Ann Pancake’s most recent book is Me and My Daddy Listen to Bob Marley (Counterpoint 2015). Her first novel, Strange As This Weather Has Been (Counterpoint), was one of Kirkus Review’s Top Ten Fiction Books of the year, won the 2007 Weatherford Prize, and was a finalist for the 2008 Orion Book Award and the 2008 Washington State Book Award. Her collection of short stories, Given Ground (University Press of New England) won the Bakeless award, and she has also received a Whiting Award, an NEA grant, and a Pushcart Prize. In 2016, she was the first recipient of the Barry Lopez Visiting Writer in Ethics and the Community Fellowship. Fiction and essays have appeared in journals and anthologies like Orion, The Georgia Review, Poets and Writers, and New Stories from the South, the Year’s Best. She earned her BA from West Virginia University and her PhD from the University of Washington, and she teaches in the MFA program at Pacific Lutheran University.

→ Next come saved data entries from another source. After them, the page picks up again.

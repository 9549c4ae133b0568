use async_trait::async_trait;
use std::io;
use std::path::{Path, PathBuf};
use tracing::debug;

use super::{AttachmentLocator, AttachmentRef, RawSource};
use crate::auth::Caller;
use crate::error::{Error, Result};

/// Attachments laid out on the local filesystem
///
/// `<root>/<wiki>/<page segment>/.../<attachment>`
pub struct LocalAttachmentStore {
    root: PathBuf,
    read_token: Option<String>,
}

impl LocalAttachmentStore {
    pub fn new(root: &Path) -> anyhow::Result<Self> {
        if !root.is_dir() {
            anyhow::bail!("attachment store {} is not a directory", root.display());
        }
        Ok(Self {
            root: root.to_path_buf(),
            read_token: None,
        })
    }

    /// Require callers to present this bearer token.
    pub fn with_read_token(mut self, token: Option<String>) -> Self {
        self.read_token = token;
        self
    }

    /// Filesystem location of an attachment, or `None` when a component
    /// could step outside the store root.
    fn attachment_path(&self, attachment: &AttachmentRef<'_>) -> Option<PathBuf> {
        let mut path = self.root.clone();
        for component in attachment.components() {
            if component.is_empty()
                || component == "."
                || component == ".."
                || component.contains(['/', '\\', '\0'])
            {
                return None;
            }
            path.push(component);
        }
        Some(path)
    }

    fn authorize(&self, caller: &Caller) -> Result<()> {
        match &self.read_token {
            Some(expected) if !caller.presents(expected) => Err(Error::PermissionDenied(
                "a valid bearer token is required".into(),
            )),
            _ => Ok(()),
        }
    }
}

#[async_trait]
impl AttachmentLocator for LocalAttachmentStore {
    async fn locate(&self, caller: &Caller, attachment: AttachmentRef<'_>) -> Result<RawSource> {
        self.authorize(caller)?;

        let path = self
            .attachment_path(&attachment)
            .ok_or_else(|| Error::DocumentNotFound(format!("no page for {attachment}")))?;

        let page_dir = path.parent().unwrap_or(&self.root);
        match tokio::fs::metadata(page_dir).await {
            Ok(meta) if meta.is_dir() => {}
            _ => {
                return Err(Error::DocumentNotFound(format!(
                    "page {}:{} does not exist",
                    attachment.wiki,
                    attachment.page_path.join("/")
                )));
            }
        }

        let file = match tokio::fs::File::open(&path).await {
            Ok(file) => file,
            Err(e) if e.kind() == io::ErrorKind::NotFound => {
                return Err(Error::DocumentNotFound(format!(
                    "attachment {attachment} does not exist"
                )));
            }
            Err(e) if e.kind() == io::ErrorKind::PermissionDenied => {
                return Err(Error::PermissionDenied(format!(
                    "attachment {attachment} is not readable"
                )));
            }
            Err(e) => return Err(Error::SourceUnavailable(e)),
        };

        let file = file.into_std().await;
        if file.metadata().map_err(Error::SourceUnavailable)?.is_dir() {
            return Err(Error::DocumentNotFound(format!(
                "attachment {attachment} does not exist"
            )));
        }

        debug!(path = %path.display(), "opened local attachment");
        Ok(Box::new(file))
    }
}
//! HTTP surface of the resolver.
//!
//! Two routes share one resolve-and-stream path:
//!
//! - `GET /lofimockups/{wiki}/{N}/{page...}/{attachment}/{inner path}`:
//!   positional resolver, content type derived from the inner path
//! - `GET /rest/lofimockups/page?wiki=&page=&attachment=&(zipPath=|pageNr=)`:
//!   named parameters; `zipPath` answers `image/jpeg`, `pageNr` answers
//!   `image/png`

mod error;
mod relay;
mod routes;

pub use relay::EntryBody;

use axum::Router;
use axum::routing::get;
use std::sync::Arc;
use tower_http::trace::TraceLayer;

use crate::io::AttachmentLocator;
use crate::request::{REST_PAGE_PATH, RESOLVER_PREFIX};

/// Shared state handed to every handler. Holds no per-request data.
#[derive(Clone)]
pub struct AppState {
    locator: Arc<dyn AttachmentLocator>,
}

impl AppState {
    pub fn new(locator: Arc<dyn AttachmentLocator>) -> Self {
        Self { locator }
    }
}

/// Build the application router.
pub fn app(state: AppState) -> Router {
    Router::new()
        .route(&format!("{RESOLVER_PREFIX}/{{*path}}"), get(routes::resolve_positional))
        .route(REST_PAGE_PATH, get(routes::resolve_page))
        .layer(TraceLayer::new_for_http())
        .with_state(state)
}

Mentor. Workshops and classes in fiction and nonfiction.
Statement: “My greatest commitment as both a writer and a teacher is to writing that originates in deep personal investment because I believe that only by writing from this place in ourselves do we produce real art. For this reason, I think the most valuable expertise I can bring to my students is not my education in literature, nor what I’ve learned about craft after practicing it for twenty years, although I’ll bring those, too. It’s my ability to listen: to students, as they describe their interests, backgrounds, and aspirations, and to their drafts, from their earliest conceptions to their final stages. Through this kind of close listening, I help students find their passions. I guide them towards discovering and developing their own authentic voices. And I teach them to identify and then realize their drafts’ richest potential.”